■ TASK STATEMENT:
The answer must be an exact transcription of all the records below.

■ EXCERPTED RECORDS:

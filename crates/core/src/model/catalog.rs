use serde::Deserialize;
use thiserror::Error;
use url::Url;

use crate::model::ids::TopicKey;

//
// ─── ERRORS ────────────────────────────────────────────────────────────────────
//

#[derive(Debug, Error, Clone, PartialEq, Eq)]
#[non_exhaustive]
pub enum CatalogError {
    #[error("unknown certification `{0}`")]
    UnknownCertification(String),

    #[error("unknown category `{0}`")]
    UnknownCategory(String),

    #[error("unknown topic `{0}`")]
    UnknownTopic(String),

    #[error("certification `{certification}` has an invalid base url `{base_url}`")]
    InvalidBaseUrl {
        certification: String,
        base_url: String,
    },
}

//
// ─── CATALOG TREE ──────────────────────────────────────────────────────────────
//

/// One study card: a markdown fiche addressed relative to its category folder.
#[derive(Debug, Clone, PartialEq, Eq, Deserialize)]
pub struct Topic {
    id: String,
    title: String,
    path: String,
}

impl Topic {
    #[must_use]
    pub fn id(&self) -> &str {
        &self.id
    }

    #[must_use]
    pub fn title(&self) -> &str {
        &self.title
    }

    #[must_use]
    pub fn path(&self) -> &str {
        &self.path
    }
}

/// Ordered group of topics sharing one content folder.
#[derive(Debug, Clone, PartialEq, Eq, Deserialize)]
pub struct Category {
    id: String,
    title: String,
    folder: String,
    topics: Vec<Topic>,
}

impl Category {
    #[must_use]
    pub fn id(&self) -> &str {
        &self.id
    }

    #[must_use]
    pub fn title(&self) -> &str {
        &self.title
    }

    #[must_use]
    pub fn folder(&self) -> &str {
        &self.folder
    }

    #[must_use]
    pub fn topics(&self) -> &[Topic] {
        &self.topics
    }

    /// Finds a topic by id.
    ///
    /// # Errors
    ///
    /// Returns `CatalogError::UnknownTopic` if no topic has that id.
    pub fn topic(&self, id: &str) -> Result<&Topic, CatalogError> {
        self.topics
            .iter()
            .find(|topic| topic.id == id)
            .ok_or_else(|| CatalogError::UnknownTopic(id.to_owned()))
    }
}

/// A certification track: categories of topics served from one base url.
#[derive(Debug, Clone, PartialEq, Eq, Deserialize)]
#[serde(rename_all = "camelCase")]
pub struct Certification {
    id: String,
    title: String,
    base_url: String,
    categories: Vec<Category>,
}

impl Certification {
    #[must_use]
    pub fn id(&self) -> &str {
        &self.id
    }

    #[must_use]
    pub fn title(&self) -> &str {
        &self.title
    }

    #[must_use]
    pub fn base_url(&self) -> &str {
        &self.base_url
    }

    #[must_use]
    pub fn categories(&self) -> &[Category] {
        &self.categories
    }

    /// Finds a category by id.
    ///
    /// # Errors
    ///
    /// Returns `CatalogError::UnknownCategory` if no category has that id.
    pub fn category(&self, id: &str) -> Result<&Category, CatalogError> {
        self.categories
            .iter()
            .find(|category| category.id == id)
            .ok_or_else(|| CatalogError::UnknownCategory(id.to_owned()))
    }

    /// Total number of topics across all categories.
    #[must_use]
    pub fn topic_count(&self) -> usize {
        self.categories.iter().map(|c| c.topics.len()).sum()
    }

    /// Markdown source for a topic inside one of this certification's categories.
    #[must_use]
    pub fn markdown_url(&self, category: &Category, topic: &Topic) -> String {
        format!("{}{}/{}", self.base_url, category.folder, topic.path)
    }

    /// The quiz definition sits next to the markdown with a `.json` suffix.
    #[must_use]
    pub fn quiz_url(&self, category: &Category, topic: &Topic) -> String {
        format!("{}.json", self.markdown_url(category, topic))
    }

    /// Flattens every category's topics into one ordered navigation list.
    #[must_use]
    pub fn flatten(&self) -> Vec<FlatTopic> {
        self.categories
            .iter()
            .flat_map(|category| {
                category
                    .topics
                    .iter()
                    .map(|topic| FlatTopic::new(self, category, topic))
            })
            .collect()
    }

    /// Flattens only the selected categories, keeping catalog order.
    ///
    /// # Errors
    ///
    /// Returns `CatalogError::UnknownCategory` if any id is not in this
    /// certification.
    pub fn flatten_categories(
        &self,
        category_ids: &[String],
    ) -> Result<Vec<FlatTopic>, CatalogError> {
        for id in category_ids {
            self.category(id)?;
        }
        Ok(self
            .categories
            .iter()
            .filter(|category| category_ids.iter().any(|id| id == &category.id))
            .flat_map(|category| {
                category
                    .topics
                    .iter()
                    .map(|topic| FlatTopic::new(self, category, topic))
            })
            .collect())
    }

    /// Position of a topic key in the flattened navigation order.
    #[must_use]
    pub fn position(&self, key: &TopicKey) -> Option<usize> {
        self.flatten().iter().position(|flat| flat.key() == key)
    }

    /// Checks that the base url parses as an absolute URL.
    ///
    /// # Errors
    ///
    /// Returns `CatalogError::InvalidBaseUrl` if it does not.
    pub fn validate_base_url(&self) -> Result<(), CatalogError> {
        if Url::parse(&self.base_url).is_err() {
            return Err(CatalogError::InvalidBaseUrl {
                certification: self.id.clone(),
                base_url: self.base_url.clone(),
            });
        }
        Ok(())
    }
}

/// A topic joined with its certification and category context, ready for
/// navigation, fetching, and exam pooling.
#[derive(Debug, Clone, PartialEq, Eq)]
pub struct FlatTopic {
    key: TopicKey,
    certification_id: String,
    category_id: String,
    topic_id: String,
    category_title: String,
    topic_title: String,
    markdown_url: String,
    quiz_url: String,
}

impl FlatTopic {
    fn new(certification: &Certification, category: &Category, topic: &Topic) -> Self {
        let markdown_url = certification.markdown_url(category, topic);
        Self {
            key: TopicKey::compose(&certification.id, &category.id, &topic.id),
            certification_id: certification.id.clone(),
            category_id: category.id.clone(),
            topic_id: topic.id.clone(),
            category_title: category.title.clone(),
            topic_title: topic.title.clone(),
            quiz_url: format!("{markdown_url}.json"),
            markdown_url,
        }
    }

    #[must_use]
    pub fn key(&self) -> &TopicKey {
        &self.key
    }

    #[must_use]
    pub fn certification_id(&self) -> &str {
        &self.certification_id
    }

    #[must_use]
    pub fn category_id(&self) -> &str {
        &self.category_id
    }

    #[must_use]
    pub fn topic_id(&self) -> &str {
        &self.topic_id
    }

    #[must_use]
    pub fn category_title(&self) -> &str {
        &self.category_title
    }

    #[must_use]
    pub fn topic_title(&self) -> &str {
        &self.topic_title
    }

    #[must_use]
    pub fn markdown_url(&self) -> &str {
        &self.markdown_url
    }

    #[must_use]
    pub fn quiz_url(&self) -> &str {
        &self.quiz_url
    }
}

/// Read-only tree of certifications, loaded from a JSON document.
#[derive(Debug, Clone, PartialEq, Eq, Deserialize)]
pub struct Catalog {
    certifications: Vec<Certification>,
}

impl Catalog {
    #[must_use]
    pub fn certifications(&self) -> &[Certification] {
        &self.certifications
    }

    /// Finds a certification by id.
    ///
    /// # Errors
    ///
    /// Returns `CatalogError::UnknownCertification` if no certification has
    /// that id.
    pub fn certification(&self, id: &str) -> Result<&Certification, CatalogError> {
        self.certifications
            .iter()
            .find(|certification| certification.id == id)
            .ok_or_else(|| CatalogError::UnknownCertification(id.to_owned()))
    }

    /// Validates every certification's base url.
    ///
    /// # Errors
    ///
    /// Returns the first `CatalogError::InvalidBaseUrl` found.
    pub fn validate(&self) -> Result<(), CatalogError> {
        for certification in &self.certifications {
            certification.validate_base_url()?;
        }
        Ok(())
    }
}

//
// ─── TESTS ─────────────────────────────────────────────────────────────────────
//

■ OUTPUT FOR THIS TASK:
filename crates/core/src/model/catalog.rs
use serde::Deserialize;
use thiserror::Error;
use url::Url;

use crate::model::ids::TopicKey;

//
// ─── ERRORS ────────────────────────────────────────────────────────────────────
//

#[derive(Debug, Error, Clone, PartialEq, Eq)]
#[non_exhaustive]
pub enum CatalogError {
    #[error("unknown certification `{0}`")]
    UnknownCertification(String),

    #[error("unknown category `{0}`")]
    UnknownCategory(String),

    #[error("unknown topic `{0}`")]
    UnknownTopic(String),

    #[error("certification `{certification}` has an invalid base url `{base_url}`")]
    InvalidBaseUrl {
        certification: String,
        base_url: String,
    },
}

//
// ─── CATALOG TREE ──────────────────────────────────────────────────────────────
//

/// One study card: a markdown fiche addressed relative to its category folder.
#[derive(Debug, Clone, PartialEq, Eq, Deserialize)]
pub struct Topic {
    id: String,
    title: String,
    path: String,
}

impl Topic {
    #[must_use]
    pub fn id(&self) -> &str {
        &self.id
    }

    #[must_use]
    pub fn title(&self) -> &str {
        &self.title
    }

    #[must_use]
    pub fn path(&self) -> &str {
        &self.path
    }
}

/// Ordered group of topics sharing one content folder.
#[derive(Debug, Clone, PartialEq, Eq, Deserialize)]
pub struct Category {
    id: String,
    title: String,
    folder: String,
    topics: Vec<Topic>,
}

impl Category {
    #[must_use]
    pub fn id(&self) -> &str {
        &self.id
    }

    #[must_use]
    pub fn title(&self) -> &str {
        &self.title
    }

    #[must_use]
    pub fn folder(&self) -> &str {
        &self.folder
    }

    #[must_use]
    pub fn topics(&self) -> &[Topic] {
        &self.topics
    }

    /// Finds a topic by id.
    ///
    /// # Errors
    ///
    /// Returns `CatalogError::UnknownTopic` if no topic has that id.
    pub fn topic(&self, id: &str) -> Result<&Topic, CatalogError> {
        self.topics
            .iter()
            .find(|topic| topic.id == id)
            .ok_or_else(|| CatalogError::UnknownTopic(id.to_owned()))
    }
}

/// A certification track: categories of topics served from one base url.
#[derive(Debug, Clone, PartialEq, Eq, Deserialize)]
#[serde(rename_all = "camelCase")]
pub struct Certification {
    id: String,
    title: String,
    base_url: String,
    categories: Vec<Category>,
}

impl Certification {
    #[must_use]
    pub fn id(&self) -> &str {
        &self.id
    }

    #[must_use]
    pub fn title(&self) -> &str {
        &self.title
    }

    #[must_use]
    pub fn base_url(&self) -> &str {
        &self.base_url
    }

    #[must_use]
    pub fn categories(&self) -> &[Category] {
        &self.categories
    }

    /// Finds a category by id.
    ///
    /// # Errors
    ///
    /// Returns `CatalogError::UnknownCategory` if no category has that id.
    pub fn category(&self, id: &str) -> Result<&Category, CatalogError> {
        self.categories
            .iter()
            .find(|category| category.id == id)
            .ok_or_else(|| CatalogError::UnknownCategory(id.to_owned()))
    }

    /// Total number of topics across all categories.
    #[must_use]
    pub fn topic_count(&self) -> usize {
        self.categories.iter().map(|c| c.topics.len()).sum()
    }

    /// Markdown source for a topic inside one of this certification's categories.
    #[must_use]
    pub fn markdown_url(&self, category: &Category, topic: &Topic) -> String {
        format!("{}{}/{}", self.base_url, category.folder, topic.path)
    }

    /// The quiz definition sits next to the markdown with a `.json` suffix.
    #[must_use]
    pub fn quiz_url(&self, category: &Category, topic: &Topic) -> String {
        format!("{}.json", self.markdown_url(category, topic))
    }

    /// Flattens every category's topics into one ordered navigation list.
    #[must_use]
    pub fn flatten(&self) -> Vec<FlatTopic> {
        self.categories
            .iter()
            .flat_map(|category| {
                category
                    .topics
                    .iter()
                    .map(|topic| FlatTopic::new(self, category, topic))
            })
            .collect()
    }

    /// Flattens only the selected categories, keeping catalog order.
    ///
    /// # Errors
    ///
    /// Returns `CatalogError::UnknownCategory` if any id is not in this
    /// certification.
    pub fn flatten_categories(
        &self,
        category_ids: &[String],
    ) -> Result<Vec<FlatTopic>, CatalogError> {
        for id in category_ids {
            self.category(id)?;
        }
        Ok(self
            .categories
            .iter()
            .filter(|category| category_ids.iter().any(|id| id == &category.id))
            .flat_map(|category| {
                category
                    .topics
                    .iter()
                    .map(|topic| FlatTopic::new(self, category, topic))
            })
            .collect())
    }

    /// Position of a topic key in the flattened navigation order.
    #[must_use]
    pub fn position(&self, key: &TopicKey) -> Option<usize> {
        self.flatten().iter().position(|flat| flat.key() == key)
    }

    /// Checks that the base url parses as an absolute URL.
    ///
    /// # Errors
    ///
    /// Returns `CatalogError::InvalidBaseUrl` if it does not.
    pub fn validate_base_url(&self) -> Result<(), CatalogError> {
        if Url::parse(&self.base_url).is_err() {
            return Err(CatalogError::InvalidBaseUrl {
                certification: self.id.clone(),
                base_url: self.base_url.clone(),
            });
        }
        Ok(())
    }
}

/// A topic joined with its certification and category context, ready for
/// navigation, fetching, and exam pooling.
#[derive(Debug, Clone, PartialEq, Eq)]
pub struct FlatTopic {
    key: TopicKey,
    certification_id: String,
    category_id: String,
    topic_id: String,
    category_title: String,
    topic_title: String,
    markdown_url: String,
    quiz_url: String,
}

impl FlatTopic {
    fn new(certification: &Certification, category: &Category, topic: &Topic) -> Self {
        let markdown_url = certification.markdown_url(category, topic);
        Self {
            key: TopicKey::compose(&certification.id, &category.id, &topic.id),
            certification_id: certification.id.clone(),
            category_id: category.id.clone(),
            topic_id: topic.id.clone(),
            category_title: category.title.clone(),
            topic_title: topic.title.clone(),
            quiz_url: format!("{markdown_url}.json"),
            markdown_url,
        }
    }

    #[must_use]
    pub fn key(&self) -> &TopicKey {
        &self.key
    }

    #[must_use]
    pub fn certification_id(&self) -> &str {
        &self.certification_id
    }

    #[must_use]
    pub fn category_id(&self) -> &str {
        &self.category_id
    }

    #[must_use]
    pub fn topic_id(&self) -> &str {
        &self.topic_id
    }

    #[must_use]
    pub fn category_title(&self) -> &str {
        &self.category_title
    }

    #[must_use]
    pub fn topic_title(&self) -> &str {
        &self.topic_title
    }

    #[must_use]
    pub fn markdown_url(&self) -> &str {
        &self.markdown_url
    }

    #[must_use]
    pub fn quiz_url(&self) -> &str {
        &self.quiz_url
    }
}

/// Read-only tree of certifications, loaded from a JSON document.
#[derive(Debug, Clone, PartialEq, Eq, Deserialize)]
pub struct Catalog {
    certifications: Vec<Certification>,
}

impl Catalog {
    #[must_use]
    pub fn certifications(&self) -> &[Certification] {
        &self.certifications
    }

    /// Finds a certification by id.
    ///
    /// # Errors
    ///
    /// Returns `CatalogError::UnknownCertification` if no certification has
    /// that id.
    pub fn certification(&self, id: &str) -> Result<&Certification, CatalogError> {
        self.certifications
            .iter()
            .find(|certification| certification.id == id)
            .ok_or_else(|| CatalogError::UnknownCertification(id.to_owned()))
    }

    /// Validates every certification's base url.
    ///
    /// # Errors
    ///
    /// Returns the first `CatalogError::InvalidBaseUrl` found.
    pub fn validate(&self) -> Result<(), CatalogError> {
        for certification in &self.certifications {
            certification.validate_base_url()?;
        }
        Ok(())
    }
}

//
// ─── TESTS ─────────────────────────────────────────────────────────────────────
//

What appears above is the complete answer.